┏━━

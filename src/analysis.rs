//! Drives a whole run: parse every file, build the symbol table, scan.

#[cfg(test)]
use std::path::Path;
use std::path::PathBuf;
use std::time::Instant;

use rayon::prelude::*;
use tokio_util::sync::CancellationToken;

use crate::config::Config;
use crate::error::Error;
use crate::grammar;
use crate::rule::{RedundancyRule, RuleDescriptor};
use crate::scanner::QualificationScanner;
use crate::symbols::{self, FileDeclarations, FileScopes, SemanticModel, SymbolTable};
use crate::syntax;
use crate::types::{Diagnostic, ExpressionNode};
use crate::walker::SourceFile;

/// Findings for one file, in document order.
#[derive(Debug)]
pub struct FileReport {
    /// Findings in document order.
    pub diagnostics: Vec<Diagnostic>,
    /// Path relative to the project root.
    pub path: PathBuf,
    /// The text the findings refer to.
    pub source: String,
}

/// A file after parsing, ready to scan once the table is complete.
struct ParsedUnit {
    /// Declarations contributed to the table.
    declarations: FileDeclarations,
    /// Path relative to the project root.
    path: PathBuf,
    /// Lexical scopes for the oracle.
    scopes: FileScopes,
    /// File text.
    source: String,
    /// Lowered expression tree.
    tree: ExpressionNode,
}

/// Analyze a set of files.
///
/// Files are parsed and scanned in parallel; the result is ordered by path
/// so repeated runs on unchanged input produce identical output.
/// A cancelled run returns whatever was completed, never partial findings for a node.
///
/// # Errors
///
/// Returns `Error::InvalidExternType` for a bad config entry, or parse errors
/// (`Error::FileTooLarge`, `Error::ParseFailed`, `Error::UnsupportedLanguage`)
/// from any file.
pub fn analyze(
    files: Vec<SourceFile>,
    config: &Config,
    offer_fixes: bool,
    cancel: &CancellationToken,
) -> Result<Vec<FileReport>, Error> {
    let started = Instant::now();
    let units: Vec<ParsedUnit> = files.into_par_iter().map(parse_unit).collect::<Result<_, _>>()?;

    let mut table = SymbolTable::default();
    for entry in &config.extern_types {
        table.add_extern_type(entry)?;
    }
    for unit in &units {
        table.add_file(&unit.declarations);
    }
    tracing::debug!(files = units.len(), elapsed = ?started.elapsed(), "symbol table built");

    let scanner = QualificationScanner::new(RedundancyRule::new(RuleDescriptor::default())).with_fixes(offer_fixes);
    let descriptor = scanner.rule().descriptor();
    let enabled = config.rule_enabled(descriptor.id, descriptor.enabled_by_default);
    if !enabled {
        tracing::info!(rule = descriptor.id, "rule disabled by config");
    }

    let mut reports: Vec<FileReport> = units
        .into_par_iter()
        .map(|unit| {
            let diagnostics = if enabled {
                let model = SemanticModel::new(&table, &unit.scopes);
                scanner.scan_tree(&unit.tree, &model, cancel).collect()
            } else {
                Vec::new()
            };
            return FileReport {
                diagnostics,
                path: unit.path,
                source: unit.source,
            };
        })
        .collect();
    reports.sort_by(|a, b| return a.path.cmp(&b.path));

    let total: usize = reports.iter().map(|r| return r.diagnostics.len()).sum();
    tracing::debug!(diagnostics = total, elapsed = ?started.elapsed(), "analysis finished");
    return Ok(reports);
}

/// Analyze a single in-memory source as if it were the whole program.
#[cfg(test)]
pub fn analyze_source(
    path: &Path,
    source: &str,
    config: &Config,
    offer_fixes: bool,
) -> Result<Vec<Diagnostic>, Error> {
    let file = SourceFile {
        path: path.to_path_buf(),
        source: source.to_string(),
    };
    let reports = analyze(vec![file], config, offer_fixes, &CancellationToken::new())?;
    return Ok(reports.into_iter().flat_map(|r| return r.diagnostics).collect());
}

/// Parse one file and extract everything the later phases need.
///
/// # Errors
///
/// Returns grammar or parse errors for the file.
fn parse_unit(file: SourceFile) -> Result<ParsedUnit, Error> {
    let language = grammar::language_for_path(&file.path)?;
    let tree = syntax::parse_source(&file.path, &file.source, &language)?;
    let root = tree.root_node();
    if root.has_error() {
        tracing::debug!(path = %file.path.display(), "source has syntax errors; analyzing what parsed");
    }

    let (declarations, scopes) = symbols::collect(root, &file.source);
    let lowered = syntax::lower(root, &file.source);
    return Ok(ParsedUnit {
        declarations,
        path: file.path,
        scopes,
        source: file.source,
        tree: lowered,
    });
}

#[cfg(test)]
mod tests {
    use super::*;
    use crate::types::{FixRejection, FixStatus};

    const QUALIFIED: &str = r#"
using System;
namespace Foo.Bar
{
    public class Baz
    {
        public class Hello
        {
            public static void World()
            {
                Console.WriteLine("hello, world");
            }
        }
    }
}
namespace App
{
    static class Program
    {
        static void Main(string[] args)
        {
            Foo.Bar.Baz.Hello.World();
        }
    }
}"#;

    fn run(source: &str) -> Vec<Diagnostic> {
        analyze_source(Path::new("Program.cs"), source, &Config::default(), false).unwrap()
    }

    #[test]
    fn empty_source_has_no_diagnostics() {
        assert!(run("").is_empty());
    }

    #[test]
    fn simple_names_have_no_diagnostics() {
        let source = r#"
using System;
namespace App
{
    static class Program
    {
        static void Main(string[] args)
        {
            Console.WriteLine("hello, world");
        }
    }
}"#;
        assert!(run(source).is_empty());
    }

    #[test]
    fn qualified_call_reports_namespace_prefix_once() {
        let diagnostics = run(QUALIFIED);
        assert_eq!(diagnostics.len(), 1);

        let diagnostic = &diagnostics[0];
        assert_eq!(diagnostic.argument, "Foo.Bar.Baz");
        assert_eq!(&QUALIFIED[diagnostic.span.start..diagnostic.span.end()], "Foo.Bar.Baz");
        assert_eq!(diagnostic.span.line, 22);
    }

    #[test]
    fn deeper_namespace_still_reports_once() {
        let source = QUALIFIED
            .replace("namespace Foo.Bar\n", "namespace Foo.Bar.Qux\n")
            .replace("Foo.Bar.Baz.Hello.World();", "Foo.Bar.Qux.Baz.Hello.World();");
        let diagnostics = run(&source);
        assert_eq!(diagnostics.len(), 1);
        assert_eq!(diagnostics[0].argument, "Foo.Bar.Qux.Baz");
    }

    #[test]
    fn undeclared_identifier_is_silent() {
        let source = "class P { void M() { Undeclared.Thing.Call(); } }";
        assert!(run(source).is_empty());
    }

    #[test]
    fn extern_types_make_library_qualification_visible() {
        let source = "class P { void M() { System.Console.WriteLine(); } }";
        let config = Config::parse("extern_types = [\"System.Console\"]\n").unwrap();
        let diagnostics = analyze_source(Path::new("P.cs"), source, &config, false).unwrap();
        assert_eq!(diagnostics.len(), 1);
        assert_eq!(diagnostics[0].argument, "System.Console");
    }

    #[test]
    fn disabled_rule_reports_nothing() {
        let config = Config::parse("[rules.WI01001]\nenabled = false\n").unwrap();
        let diagnostics = analyze_source(Path::new("Program.cs"), QUALIFIED, &config, false).unwrap();
        assert!(diagnostics.is_empty());
    }

    #[test]
    fn fix_offered_when_using_is_present() {
        let source = QUALIFIED.replace("using System;", "using System;\nusing Foo.Bar;");
        let diagnostics = analyze_source(Path::new("Program.cs"), &source, &Config::default(), true).unwrap();

        let FixStatus::Offered { fix } = &diagnostics[0].fix else {
            panic!("expected an offered fix, got {:?}", diagnostics[0].fix);
        };
        assert_eq!(&source[fix.span.start..fix.span.end()], "Foo.Bar.");
        assert_eq!(fix.replacement, "");
    }

    #[test]
    fn fix_withheld_without_using() {
        let diagnostics = analyze_source(Path::new("Program.cs"), QUALIFIED, &Config::default(), true).unwrap();
        assert!(matches!(diagnostics[0].fix, FixStatus::Withheld { .. }));
    }

    fn with_using(source: &str) -> String {
        source.replace("using System;", "using System;\nusing Foo.Bar;")
    }

    fn rejection(diagnostic: &Diagnostic) -> &FixRejection {
        let FixStatus::Withheld { rejection } = &diagnostic.fix else {
            panic!("expected a withheld fix, got {:?}", diagnostic.fix);
        };
        rejection
    }

    #[test]
    fn fix_withheld_when_parameter_shares_short_name() {
        let source = with_using(QUALIFIED).replace("Main(string[] args)", "Main(string[] Baz)");
        let diagnostics = analyze_source(Path::new("Program.cs"), &source, &Config::default(), true).unwrap();

        assert_eq!(diagnostics.len(), 1);
        assert_eq!(rejection(&diagnostics[0]), &FixRejection::ResolvesElsewhere { target: "Baz".to_string() });
    }

    #[test]
    fn fix_withheld_when_local_shares_short_name() {
        let source = with_using(QUALIFIED).replace(
            "Foo.Bar.Baz.Hello.World();",
            "int Baz = 0;\n            Foo.Bar.Baz.Hello.World();",
        );
        let diagnostics = analyze_source(Path::new("Program.cs"), &source, &Config::default(), true).unwrap();

        assert_eq!(diagnostics.len(), 1);
        assert_eq!(rejection(&diagnostics[0]), &FixRejection::ResolvesElsewhere { target: "Baz".to_string() });
    }

    #[test]
    fn local_named_like_namespace_root_is_not_a_namespace() {
        let source = QUALIFIED.replace(
            "Foo.Bar.Baz.Hello.World();",
            "var Foo = new object();\n            Foo.Bar.Baz.Hello.World();",
        );
        assert!(run(&source).is_empty());
    }

    #[test]
    fn as_and_is_operands_are_not_reported() {
        let source = QUALIFIED.replace(
            "Foo.Bar.Baz.Hello.World();",
            "object o = args;\n            var a = o as Foo.Bar.Baz;\n            var b = o is Foo.Bar.Baz;",
        );
        assert!(run(&source).is_empty());
    }

    #[test]
    fn global_alias_chain_is_reported() {
        let source = QUALIFIED.replace("Foo.Bar.Baz.Hello.World();", "global::Foo.Bar.Baz.Hello.World();");
        let diagnostics = run(&source);

        assert_eq!(diagnostics.len(), 1);
        assert_eq!(diagnostics[0].argument, "global::Foo.Bar.Baz");
    }

    #[test]
    fn global_alias_fix_removes_whole_prefix() {
        let source = with_using(QUALIFIED).replace("Foo.Bar.Baz.Hello.World();", "global::Foo.Bar.Baz.Hello.World();");
        let diagnostics = analyze_source(Path::new("Program.cs"), &source, &Config::default(), true).unwrap();

        let FixStatus::Offered { fix } = &diagnostics[0].fix else {
            panic!("expected an offered fix, got {:?}", diagnostics[0].fix);
        };
        assert_eq!(&source[fix.span.start..fix.span.end()], "global::Foo.Bar.");
    }

    #[test]
    fn analysis_is_idempotent() {
        assert_eq!(run(QUALIFIED), run(QUALIFIED));
    }

    #[test]
    fn types_declared_in_other_files_resolve() {
        let files = vec![
            SourceFile {
                path: PathBuf::from("Lib.cs"),
                source: "namespace Lib.Core { public class Widget { public static void Make() { } } }".to_string(),
            },
            SourceFile {
                path: PathBuf::from("App.cs"),
                source: "class P { void M() { Lib.Core.Widget.Make(); } }".to_string(),
            },
        ];
        let reports = analyze(files, &Config::default(), false, &CancellationToken::new()).unwrap();

        assert_eq!(reports[0].path, PathBuf::from("App.cs"));
        assert_eq!(reports[0].diagnostics.len(), 1);
        assert_eq!(reports[0].diagnostics[0].argument, "Lib.Core.Widget");
        assert!(reports[1].diagnostics.is_empty());
    }
}
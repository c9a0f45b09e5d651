use std::collections::HashMap;
use std::path::Path;

use crate::error::Error;
use crate::rule::DIAGNOSTIC_ID;

/// Name of the config file looked up in the project root.
pub const CONFIG_FILE: &str = ".idiom.toml";

/// Project configuration loaded from `.idiom.toml`.
/// Include/exclude patterns are path prefixes applied to C# source files.
#[derive(Debug, Default)]
pub struct Config {
    /// Prefixes to skip.
    exclude: Vec<String>,
    /// Types from referenced libraries, e.g. `System.Console`.
    pub extern_types: Vec<String>,
    /// Prefixes to scan; empty means everything.
    include: Vec<String>,
    /// Per-rule switches keyed by rule id.
    rules: HashMap<String, RuleSettings>,
}

/// Per-rule settings.
#[derive(Debug, Default, Clone, serde::Deserialize)]
pub struct RuleSettings {
    /// Overrides the rule's default-enabled flag.
    pub enabled: Option<bool>,
}

/// Raw TOML structure for `.idiom.toml`.
#[derive(serde::Deserialize)]
struct IdiomTomlConfig {
    #[serde(default)]
    exclude: Vec<String>,
    #[serde(default)]
    extern_types: Vec<String>,
    #[serde(default)]
    include: Vec<String>,
    #[serde(default)]
    rules: HashMap<String, RuleSettings>,
}

impl Config {
    /// Load config from `.idiom.toml` in the given root directory.
    /// Returns a default that scans everything if the file doesn't exist.
    /// Returns an error if the file exists but is malformed; never silently
    /// falls back to defaults when the user wrote a config file.
    ///
    /// # Errors
    ///
    /// Returns `Error::Io` if reading fails (other than not-found),
    /// `Error::TomlDe` if the TOML is malformed,
    /// or `Error::UnknownRule` if a `[rules.*]` table names an unknown rule.
    pub fn load(root: &Path) -> Result<Self, Error> {
        let path = root.join(CONFIG_FILE);
        let content = match std::fs::read_to_string(&path) {
            Ok(c) => c,
            Err(e) if e.kind() == std::io::ErrorKind::NotFound => return Ok(Self::default()),
            Err(e) => return Err(Error::Io(e)),
        };
        return Self::parse(&content);
    }

    /// Parse config from TOML content.
    ///
    /// # Errors
    ///
    /// Returns `Error::TomlDe` if the TOML is malformed,
    /// or `Error::UnknownRule` for rule ids this tool does not define.
    pub fn parse(content: &str) -> Result<Self, Error> {
        let raw: IdiomTomlConfig = toml::from_str(content)?;
        if let Some(id) = raw.rules.keys().find(|id| return id.as_str() != DIAGNOSTIC_ID) {
            return Err(Error::UnknownRule { id: id.clone() });
        }

        return Ok(Self {
            exclude: raw.exclude,
            extern_types: raw.extern_types,
            include: raw.include,
            rules: raw.rules,
        });
    }

    /// Whether the rule `id` runs, given its default.
    pub fn rule_enabled(&self, id: &str, enabled_by_default: bool) -> bool {
        return self
            .rules
            .get(id)
            .and_then(|r| return r.enabled)
            .unwrap_or(enabled_by_default);
    }

    /// Check whether a source file path should be scanned.
    ///
    /// A path is included if no include patterns are set (scan everything),
    /// or if the path starts with at least one include pattern.
    /// An included path is then excluded if it starts with any exclude pattern.
    pub fn should_scan(&self, relative_path: &str) -> bool {
        let included = self.include.is_empty()
            || self.include.iter().any(|p| return relative_path.starts_with(p.as_str()));

        if !included {
            return false;
        }

        return !self.exclude.iter().any(|p| return relative_path.starts_with(p.as_str()));
    }
}
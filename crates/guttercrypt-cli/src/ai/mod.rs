//! KatBot's brain: pluggable chat-completion providers.
//!
//! The vault engine never talks to a provider. The CLI builds the system
//! prompt (persona plus memory context), hands it to an [`Assistant`] and
//! records the exchange afterwards.

mod gemini;
mod openai;
mod session;

use std::str::FromStr;
use std::time::Duration;

use reqwest::blocking::Client;
use secrecy::SecretString;
use thiserror::Error;

use guttercrypt_core::ProjectSettings;

use crate::constants::env;

pub use gemini::GeminiAssistant;
pub use openai::OpenAiAssistant;
pub use session::{ask, system_prompt, AskOutcome};

/// HTTP timeout for provider calls.
const REQUEST_TIMEOUT: Duration = Duration::from_secs(60);

/// KatBot persona.
pub const SYSTEM_PROMPT: &str = "You are KatBot, a sarcastic punk cat who is also a CLI secrets management expert.
You help developers with .env files, encryption, secrets management, and security best practices.
Your personality: snarky, blunt, uses cat puns, but genuinely helpful underneath the attitude.
Keep responses concise and practical. Use occasional emoji. Never reveal actual secret values.
You speak in lowercase mostly, like you can't be bothered with shift keys.";

/// Assistant failures.
#[derive(Debug, Error)]
pub enum AiError {
    #[error("no API key configured")]
    NoApiKey,

    #[error("unknown provider: {0}")]
    NoProvider(String),

    #[error("provider rejected the API key")]
    AuthFailed,

    #[error("network error: {0}")]
    Network(String),

    #[error("API error {status}: {message}")]
    Api { status: u16, message: String },
}

impl From<reqwest::Error> for AiError {
    fn from(err: reqwest::Error) -> Self {
        AiError::Network(err.to_string())
    }
}

/// Map a non-success HTTP status to an error.
pub(crate) fn status_error(status: u16, message: String) -> AiError {
    match status {
        401 | 403 => AiError::AuthFailed,
        _ => AiError::Api { status, message },
    }
}

pub(crate) fn http_client() -> Result<Client, AiError> {
    Ok(Client::builder().timeout(REQUEST_TIMEOUT).build()?)
}

/// A chat-completion backend.
pub trait Assistant {
    /// Provider name for display.
    fn name(&self) -> &str;

    /// Answer `question` under the given system instruction.
    fn complete(&self, system: &str, question: &str) -> Result<String, AiError>;
}

/// Supported providers.
#[derive(Debug, Clone, Copy, PartialEq, Eq, Default)]
pub enum ProviderKind {
    #[default]
    Gemini,
    OpenAi,
}

impl ProviderKind {
    pub fn as_str(&self) -> &'static str {
        match self {
            ProviderKind::Gemini => "gemini",
            ProviderKind::OpenAi => "openai",
        }
    }

    fn env_var(&self) -> &'static str {
        match self {
            ProviderKind::Gemini => env::GEMINI_API_KEY,
            ProviderKind::OpenAi => env::OPENAI_API_KEY,
        }
    }

    fn settings_key<'s>(&self, settings: &'s ProjectSettings) -> Option<&'s str> {
        match self {
            ProviderKind::Gemini => settings.gemini_api_key.as_deref(),
            ProviderKind::OpenAi => settings.openai_api_key.as_deref(),
        }
    }

    /// Resolve from settings; no choice means Gemini.
    pub fn from_settings(settings: &ProjectSettings) -> Result<Self, AiError> {
        match settings.ai_provider.as_deref() {
            None => Ok(Self::default()),
            Some(name) => name.parse(),
        }
    }

    /// API key from the environment, then settings.
    pub fn api_key(&self, settings: &ProjectSettings) -> Option<SecretString> {
        std::env::var(self.env_var())
            .ok()
            .filter(|key| !key.trim().is_empty())
            .or_else(|| {
                self.settings_key(settings)
                    .filter(|key| !key.trim().is_empty())
                    .map(str::to_string)
            })
            .map(SecretString::from)
    }

    /// Store `key` in the settings slot for this provider.
    pub fn set_key(&self, settings: &mut ProjectSettings, key: String) {
        match self {
            ProviderKind::Gemini => settings.gemini_api_key = Some(key),
            ProviderKind::OpenAi => settings.openai_api_key = Some(key),
        }
    }
}

impl FromStr for ProviderKind {
    type Err = AiError;

    fn from_str(s: &str) -> Result<Self, Self::Err> {
        match s.trim().to_ascii_lowercase().as_str() {
            "gemini" | "google" => Ok(ProviderKind::Gemini),
            "openai" => Ok(ProviderKind::OpenAi),
            _ => Err(AiError::NoProvider(s.to_string())),
        }
    }
}

/// Build the configured assistant.
pub fn resolve_assistant(settings: &ProjectSettings) -> Result<Box<dyn Assistant>, AiError> {
    let kind = ProviderKind::from_settings(settings)?;
    let api_key = kind.api_key(settings).ok_or(AiError::NoApiKey)?;
    let assistant: Box<dyn Assistant> = match kind {
        ProviderKind::Gemini => Box::new(GeminiAssistant::new(api_key)?),
        ProviderKind::OpenAi => Box::new(OpenAiAssistant::new(api_key)?),
    };
    Ok(assistant)
}
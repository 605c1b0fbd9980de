//! Passphrase acquisition and retry logic.

use dialoguer::Password;
use zeroize::Zeroizing;

use guttercrypt_core::crypto::validate_passphrase;
use guttercrypt_core::GutterError;

use crate::constants::{env, MAX_PASSPHRASE_ATTEMPTS};
use crate::errors::CliError;
use crate::ui::{voice, UiContext};

/// Passphrase from `GUTTERCRYPT_PASSPHRASE`, if set and not blank.
fn env_passphrase() -> Option<Zeroizing<String>> {
    std::env::var(env::PASSPHRASE)
        .ok()
        .filter(|v| !v.trim().is_empty())
        .map(Zeroizing::new)
}

fn no_tty_error() -> anyhow::Error {
    CliError::auth_failed_with_hint(
        "no passphrase provided and no TTY available.",
        "Hint: set GUTTERCRYPT_PASSPHRASE.",
    )
    .into()
}

fn prompt(ui: &UiContext) -> anyhow::Result<Zeroizing<String>> {
    if !ui.is_interactive() {
        return Err(no_tty_error());
    }
    let passphrase = Password::new()
        .with_prompt(voice::passphrase_prompt())
        .interact()
        .map_err(|e| anyhow::anyhow!("Failed to read passphrase: {}", e))?;
    Ok(Zeroizing::new(passphrase))
}

/// Obtain a passphrase for encrypting new content.
///
/// Interactive prompts ask twice. The result is validated.
pub fn new_passphrase(ui: &UiContext) -> anyhow::Result<Zeroizing<String>> {
    let passphrase = match env_passphrase() {
        Some(passphrase) => passphrase,
        None => {
            if !ui.is_interactive() {
                return Err(no_tty_error());
            }
            let value = Password::new()
                .with_prompt(voice::passphrase_prompt())
                .with_confirmation(voice::passphrase_confirm(), voice::passphrase_mismatch())
                .interact()
                .map_err(|e| anyhow::anyhow!("Failed to read passphrase: {}", e))?;
            Zeroizing::new(value)
        }
    };
    validate_passphrase(passphrase.as_str())?;
    Ok(passphrase)
}

/// Run `op` with a passphrase, retrying interactively on a wrong one.
///
/// The environment passphrase gets a single attempt. Interactive prompting
/// allows [`MAX_PASSPHRASE_ATTEMPTS`]. Returns the operation's result and the
/// passphrase that opened it, for follow-up writes.
pub fn with_passphrase<T, F>(ui: &UiContext, mut op: F) -> anyhow::Result<(T, Zeroizing<String>)>
where
    F: FnMut(&str) -> guttercrypt_core::Result<T>,
{
    if let Some(passphrase) = env_passphrase() {
        let value = op(passphrase.as_str())?;
        return Ok((value, passphrase));
    }

    let mut attempts: u32 = 0;
    loop {
        attempts += 1;
        let passphrase = prompt(ui)?;
        match op(passphrase.as_str()) {
            Ok(value) => return Ok((value, passphrase)),
            Err(GutterError::WrongPassphrase) => {
                let remaining = MAX_PASSPHRASE_ATTEMPTS.saturating_sub(attempts);
                if remaining == 0 {
                    return Err(CliError::auth_failed_with_hint(
                        "Too many failed passphrase attempts.",
                        "Hint: if you forgot your passphrase, the vault cannot be recovered.",
                    )
                    .into());
                }
                eprintln!(
                    "Incorrect passphrase. {} attempt{} remaining.",
                    remaining,
                    if remaining == 1 { "" } else { "s" }
                );
            }
            Err(err) => return Err(err.into()),
        }
    }
}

┗━━

[Work instructions]: Using the data above, repeat exactly the lines that begin at the line with "and not blank." and end at the line with "result is validated.", both ends included.

[Expected answer]:
/// Passphrase from `GUTTERCRYPT_PASSPHRASE`, if set and not blank.
fn env_passphrase() -> Option<Zeroizing<String>> {
    std::env::var(env::PASSPHRASE)
        .ok()
        .filter(|v| !v.trim().is_empty())
        .map(Zeroizing::new)
}

fn no_tty_error() -> anyhow::Error {
    CliError::auth_failed_with_hint(
        "no passphrase provided and no TTY available.",
        "Hint: set GUTTERCRYPT_PASSPHRASE.",
    )
    .into()
}

fn prompt(ui: &UiContext) -> anyhow::Result<Zeroizing<String>> {
    if !ui.is_interactive() {
        return Err(no_tty_error());
    }
    let passphrase = Password::new()
        .with_prompt(voice::passphrase_prompt())
        .interact()
        .map_err(|e| anyhow::anyhow!("Failed to read passphrase: {}", e))?;
    Ok(Zeroizing::new(passphrase))
}

/// Obtain a passphrase for encrypting new content.
///
/// Interactive prompts ask twice. The result is validated.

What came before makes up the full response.